MATERIAL FOR THIS EXERCISE below:

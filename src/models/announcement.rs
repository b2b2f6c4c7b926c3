use super::{Department, Directory, Populated};
use crate::{
    access::Owned,
    error::AppResult,
};
use chrono::{DateTime, Utc};
use serde::{Deserialize, Serialize};
use std::cmp::Ordering;
use uuid::Uuid;

#[derive(Debug, Clone, Copy, PartialEq, Eq, Serialize, Deserialize)]
#[serde(rename_all = "lowercase")]
pub enum AnnouncementType {
    Emergency,
    Placement,
    Exam,
    Hostel,
    General,
}

#[derive(Debug, Clone, Copy, PartialEq, Eq, Serialize, Deserialize)]
#[serde(rename_all = "lowercase")]
pub enum Audience {
    All,
    Students,
    Faculty,
    Specific,
}

#[derive(Debug, Clone, PartialEq, Eq, Serialize, Deserialize)]
pub struct Attachment {
    pub name: String,
    pub url: String,
}

#[derive(Debug, Clone, Serialize, Deserialize)]
#[serde(rename_all = "camelCase")]
pub struct Announcement<U = Uuid> {
    pub id: Uuid,
    pub title: String,
    pub content: String,
    #[serde(rename = "type")]
    pub kind: AnnouncementType,
    pub is_pinned: bool,
    pub target_audience: Audience,
    #[serde(default)]
    pub specific_departments: Vec<Department>,
    #[serde(default)]
    pub specific_years: Vec<u8>,
    #[serde(default)]
    pub attachments: Vec<Attachment>,
    pub expires_at: Option<DateTime<Utc>>,
    pub is_active: bool,
    pub created_by: U,
    pub created_at: DateTime<Utc>,
    pub updated_at: DateTime<Utc>,
}

document!(Announcement, "announcements", "Announcement");

impl Owned for Announcement {
    fn owner(&self) -> Uuid {
        self.created_by
    }
}

#[derive(Debug, Clone, Deserialize)]
#[serde(rename_all = "camelCase")]
pub struct NewAnnouncement {
    pub title: String,
    pub content: String,
    #[serde(rename = "type")]
    pub kind: Option<AnnouncementType>,
    #[serde(default)]
    pub is_pinned: bool,
    pub target_audience: Option<Audience>,
    #[serde(default)]
    pub specific_departments: Vec<Department>,
    #[serde(default)]
    pub specific_years: Vec<u8>,
    #[serde(default)]
    pub attachments: Vec<Attachment>,
    pub expires_at: Option<DateTime<Utc>>,
}

#[derive(Debug, Clone, Default, Deserialize)]
#[serde(rename_all = "camelCase")]
pub struct AnnouncementPatch {
    pub title: Option<String>,
    pub content: Option<String>,
    #[serde(rename = "type")]
    pub kind: Option<AnnouncementType>,
    pub is_pinned: Option<bool>,
    pub target_audience: Option<Audience>,
    pub specific_departments: Option<Vec<Department>>,
    pub specific_years: Option<Vec<u8>>,
    pub attachments: Option<Vec<Attachment>>,
    pub expires_at: Option<DateTime<Utc>>,
    pub is_active: Option<bool>,
}

#[derive(Debug, Clone, Default, Deserialize)]
#[serde(rename_all = "camelCase")]
pub struct AnnouncementFilter {
    #[serde(rename = "type")]
    pub kind: Option<AnnouncementType>,
    pub is_pinned: Option<bool>,
}

impl AnnouncementFilter {
    pub fn matches(&self, announcement: &Announcement) -> bool {
        self.kind.map_or(true, |k| k == announcement.kind)
            && self.is_pinned.map_or(true, |p| p == announcement.is_pinned)
    }
}

fn check_text(title: Option<&str>, content: Option<&str>) -> AppResult<()> {
    if let Some(title) = title {
        super::required_max("title", title, 200)?;
    }
    if let Some(content) = content {
        super::required_max("content", content, 2000)?;
    }
    Ok(())
}

fn check_years(years: &[u8]) -> AppResult<()> {
    years
        .iter()
        .try_for_each(|year| super::year("specificYears", *year))
}

impl NewAnnouncement {
    pub fn validate(&self) -> AppResult<()> {
        check_text(Some(&self.title), Some(&self.content))?;
        check_years(&self.specific_years)
    }

    pub fn into_announcement(self, created_by: Uuid, now: DateTime<Utc>) -> Announcement {
        Announcement {
            id: Uuid::new_v4(),
            title: self.title.trim().to_string(),
            content: self.content,
            kind: self.kind.unwrap_or(AnnouncementType::General),
            is_pinned: self.is_pinned,
            target_audience: self.target_audience.unwrap_or(Audience::All),
            specific_departments: self.specific_departments,
            specific_years: self.specific_years,
            attachments: self.attachments,
            expires_at: self.expires_at,
            is_active: true,
            created_by,
            created_at: now,
            updated_at: now,
        }
    }
}

impl Announcement {
    pub fn apply(&mut self, patch: AnnouncementPatch) -> AppResult<()> {
        check_text(patch.title.as_deref(), patch.content.as_deref())?;
        if let Some(years) = &patch.specific_years {
            check_years(years)?;
        }

        if let Some(title) = patch.title {
            self.title = title.trim().to_string();
        }
        if let Some(content) = patch.content {
            self.content = content;
        }
        if let Some(kind) = patch.kind {
            self.kind = kind;
        }
        if let Some(pinned) = patch.is_pinned {
            self.is_pinned = pinned;
        }
        if let Some(audience) = patch.target_audience {
            self.target_audience = audience;
        }
        if let Some(departments) = patch.specific_departments {
            self.specific_departments = departments;
        }
        if let Some(years) = patch.specific_years {
            self.specific_years = years;
        }
        if let Some(attachments) = patch.attachments {
            self.attachments = attachments;
        }
        if patch.expires_at.is_some() {
            self.expires_at = patch.expires_at;
        }
        if let Some(active) = patch.is_active {
            self.is_active = active;
        }
        Ok(())
    }

    /// Active and not past its expiry.
    pub fn is_live(&self, now: DateTime<Utc>) -> bool {
        self.is_active && self.expires_at.map_or(true, |at| at >= now)
    }

    pub fn populate(self, users: &Directory) -> Announcement<Populated> {
        Announcement {
            id: self.id,
            title: self.title,
            content: self.content,
            kind: self.kind,
            is_pinned: self.is_pinned,
            target_audience: self.target_audience,
            specific_departments: self.specific_departments,
            specific_years: self.specific_years,
            attachments: self.attachments,
            expires_at: self.expires_at,
            is_active: self.is_active,
            created_by: users.summary(self.created_by),
            created_at: self.created_at,
            updated_at: self.updated_at,
        }
    }
}

/// Pinned first, then newest first.
pub fn board_order(a: &Announcement, b: &Announcement) -> Ordering {
    b.is_pinned
        .cmp(&a.is_pinned)
        .then_with(|| b.created_at.cmp(&a.created_at))
}

#[cfg(test)]
pub(crate) mod tests {
    use super::*;
    use chrono::Duration;

    pub(crate) fn new_announcement(pinned: bool) -> NewAnnouncement {
        NewAnnouncement {
            title: "Exam schedule".into(),
            content: "Midterms start Monday".into(),
            kind: Some(AnnouncementType::Exam),
            is_pinned: pinned,
            target_audience: None,
            specific_departments: vec![],
            specific_years: vec![],
            attachments: vec![],
            expires_at: None,
        }
    }

    #[test]
    fn expired_announcements_are_not_live() {
        let now = Utc::now();
        let mut a = new_announcement(false).into_announcement(Uuid::new_v4(), now);
        assert!(a.is_live(now));
        a.expires_at = Some(now - Duration::minutes(1));
        assert!(!a.is_live(now));
        a.expires_at = None;
        a.is_active = false;
        assert!(!a.is_live(now));
    }

    #[test]
    fn pinned_sorts_before_newer_unpinned() {
        let now = Utc::now();
        let pinned = new_announcement(true).into_announcement(Uuid::new_v4(), now - Duration::days(3));
        let fresh = new_announcement(false).into_announcement(Uuid::new_v4(), now);
        let mut board = vec![fresh, pinned];
        board.sort_by(board_order);
        assert!(board[0].is_pinned);
    }

    #[test]
    fn content_limit() {
        let mut req = new_announcement(false);
        req.content = "x".repeat(2001);
        assert!(req.validate().is_err());
    }
}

End of MATERIAL FOR THIS EXERCISE.

The answer must be the complete set of entries, retyped exactly.

filename src/models/announcement.rs
repository b2b2f6c4c7b926c3
use super::{Department, Directory, Populated};
use crate::{
    access::Owned,
    error::AppResult,
};
use chrono::{DateTime, Utc};
use serde::{Deserialize, Serialize};
use std::cmp::Ordering;
use uuid::Uuid;

#[derive(Debug, Clone, Copy, PartialEq, Eq, Serialize, Deserialize)]
#[serde(rename_all = "lowercase")]
pub enum AnnouncementType {
    Emergency,
    Placement,
    Exam,
    Hostel,
    General,
}

#[derive(Debug, Clone, Copy, PartialEq, Eq, Serialize, Deserialize)]
#[serde(rename_all = "lowercase")]
pub enum Audience {
    All,
    Students,
    Faculty,
    Specific,
}

#[derive(Debug, Clone, PartialEq, Eq, Serialize, Deserialize)]
pub struct Attachment {
    pub name: String,
    pub url: String,
}

#[derive(Debug, Clone, Serialize, Deserialize)]
#[serde(rename_all = "camelCase")]
pub struct Announcement<U = Uuid> {
    pub id: Uuid,
    pub title: String,
    pub content: String,
    #[serde(rename = "type")]
    pub kind: AnnouncementType,
    pub is_pinned: bool,
    pub target_audience: Audience,
    #[serde(default)]
    pub specific_departments: Vec<Department>,
    #[serde(default)]
    pub specific_years: Vec<u8>,
    #[serde(default)]
    pub attachments: Vec<Attachment>,
    pub expires_at: Option<DateTime<Utc>>,
    pub is_active: bool,
    pub created_by: U,
    pub created_at: DateTime<Utc>,
    pub updated_at: DateTime<Utc>,
}

document!(Announcement, "announcements", "Announcement");

impl Owned for Announcement {
    fn owner(&self) -> Uuid {
        self.created_by
    }
}

#[derive(Debug, Clone, Deserialize)]
#[serde(rename_all = "camelCase")]
pub struct NewAnnouncement {
    pub title: String,
    pub content: String,
    #[serde(rename = "type")]
    pub kind: Option<AnnouncementType>,
    #[serde(default)]
    pub is_pinned: bool,
    pub target_audience: Option<Audience>,
    #[serde(default)]
    pub specific_departments: Vec<Department>,
    #[serde(default)]
    pub specific_years: Vec<u8>,
    #[serde(default)]
    pub attachments: Vec<Attachment>,
    pub expires_at: Option<DateTime<Utc>>,
}

#[derive(Debug, Clone, Default, Deserialize)]
#[serde(rename_all = "camelCase")]
pub struct AnnouncementPatch {
    pub title: Option<String>,
    pub content: Option<String>,
    #[serde(rename = "type")]
    pub kind: Option<AnnouncementType>,
    pub is_pinned: Option<bool>,
    pub target_audience: Option<Audience>,
    pub specific_departments: Option<Vec<Department>>,
    pub specific_years: Option<Vec<u8>>,
    pub attachments: Option<Vec<Attachment>>,
    pub expires_at: Option<DateTime<Utc>>,
    pub is_active: Option<bool>,
}

#[derive(Debug, Clone, Default, Deserialize)]
#[serde(rename_all = "camelCase")]
pub struct AnnouncementFilter {
    #[serde(rename = "type")]
    pub kind: Option<AnnouncementType>,
    pub is_pinned: Option<bool>,
}

impl AnnouncementFilter {
    pub fn matches(&self, announcement: &Announcement) -> bool {
        self.kind.map_or(true, |k| k == announcement.kind)
            && self.is_pinned.map_or(true, |p| p == announcement.is_pinned)
    }
}

fn check_text(title: Option<&str>, content: Option<&str>) -> AppResult<()> {
    if let Some(title) = title {
        super::required_max("title", title, 200)?;
    }
    if let Some(content) = content {
        super::required_max("content", content, 2000)?;
    }
    Ok(())
}

fn check_years(years: &[u8]) -> AppResult<()> {
    years
        .iter()
        .try_for_each(|year| super::year("specificYears", *year))
}

impl NewAnnouncement {
    pub fn validate(&self) -> AppResult<()> {
        check_text(Some(&self.title), Some(&self.content))?;
        check_years(&self.specific_years)
    }

    pub fn into_announcement(self, created_by: Uuid, now: DateTime<Utc>) -> Announcement {
        Announcement {
            id: Uuid::new_v4(),
            title: self.title.trim().to_string(),
            content: self.content,
            kind: self.kind.unwrap_or(AnnouncementType::General),
            is_pinned: self.is_pinned,
            target_audience: self.target_audience.unwrap_or(Audience::All),
            specific_departments: self.specific_departments,
            specific_years: self.specific_years,
            attachments: self.attachments,
            expires_at: self.expires_at,
            is_active: true,
            created_by,
            created_at: now,
            updated_at: now,
        }
    }
}

impl Announcement {
    pub fn apply(&mut self, patch: AnnouncementPatch) -> AppResult<()> {
        check_text(patch.title.as_deref(), patch.content.as_deref())?;
        if let Some(years) = &patch.specific_years {
            check_years(years)?;
        }

        if let Some(title) = patch.title {
            self.title = title.trim().to_string();
        }
        if let Some(content) = patch.content {
            self.content = content;
        }
        if let Some(kind) = patch.kind {
            self.kind = kind;
        }
        if let Some(pinned) = patch.is_pinned {
            self.is_pinned = pinned;
        }
        if let Some(audience) = patch.target_audience {
            self.target_audience = audience;
        }
        if let Some(departments) = patch.specific_departments {
            self.specific_departments = departments;
        }
        if let Some(years) = patch.specific_years {
            self.specific_years = years;
        }
        if let Some(attachments) = patch.attachments {
            self.attachments = attachments;
        }
        if patch.expires_at.is_some() {
            self.expires_at = patch.expires_at;
        }
        if let Some(active) = patch.is_active {
            self.is_active = active;
        }
        Ok(())
    }

    /// Active and not past its expiry.
    pub fn is_live(&self, now: DateTime<Utc>) -> bool {
        self.is_active && self.expires_at.map_or(true, |at| at >= now)
    }

    pub fn populate(self, users: &Directory) -> Announcement<Populated> {
        Announcement {
            id: self.id,
            title: self.title,
            content: self.content,
            kind: self.kind,
            is_pinned: self.is_pinned,
            target_audience: self.target_audience,
            specific_departments: self.specific_departments,
            specific_years: self.specific_years,
            attachments: self.attachments,
            expires_at: self.expires_at,
            is_active: self.is_active,
            created_by: users.summary(self.created_by),
            created_at: self.created_at,
            updated_at: self.updated_at,
        }
    }
}

/// Pinned first, then newest first.
pub fn board_order(a: &Announcement, b: &Announcement) -> Ordering {
    b.is_pinned
        .cmp(&a.is_pinned)
        .then_with(|| b.created_at.cmp(&a.created_at))
}

#[cfg(test)]
pub(crate) mod tests {
    use super::*;
    use chrono::Duration;

    pub(crate) fn new_announcement(pinned: bool) -> NewAnnouncement {
        NewAnnouncement {
            title: "Exam schedule".into(),
            content: "Midterms start Monday".into(),
            kind: Some(AnnouncementType::Exam),
            is_pinned: pinned,
            target_audience: None,
            specific_departments: vec![],
            specific_years: vec![],
            attachments: vec![],
            expires_at: None,
        }
    }

    #[test]
    fn expired_announcements_are_not_live() {
        let now = Utc::now();
        let mut a = new_announcement(false).into_announcement(Uuid::new_v4(), now);
        assert!(a.is_live(now));
        a.expires_at = Some(now - Duration::minutes(1));
        assert!(!a.is_live(now));
        a.expires_at = None;
        a.is_active = false;
        assert!(!a.is_live(now));
    }

    #[test]
    fn pinned_sorts_before_newer_unpinned() {
        let now = Utc::now();
        let pinned = new_announcement(true).into_announcement(Uuid::new_v4(), now - Duration::days(3));
        let fresh = new_announcement(false).into_announcement(Uuid::new_v4(), now);
        let mut board = vec![fresh, pinned];
        board.sort_by(board_order);
        assert!(board[0].is_pinned);
    }

    #[test]
    fn content_limit() {
        let mut req = new_announcement(false);
        req.content = "x".repeat(2001);
        assert!(req.validate().is_err());
    }
}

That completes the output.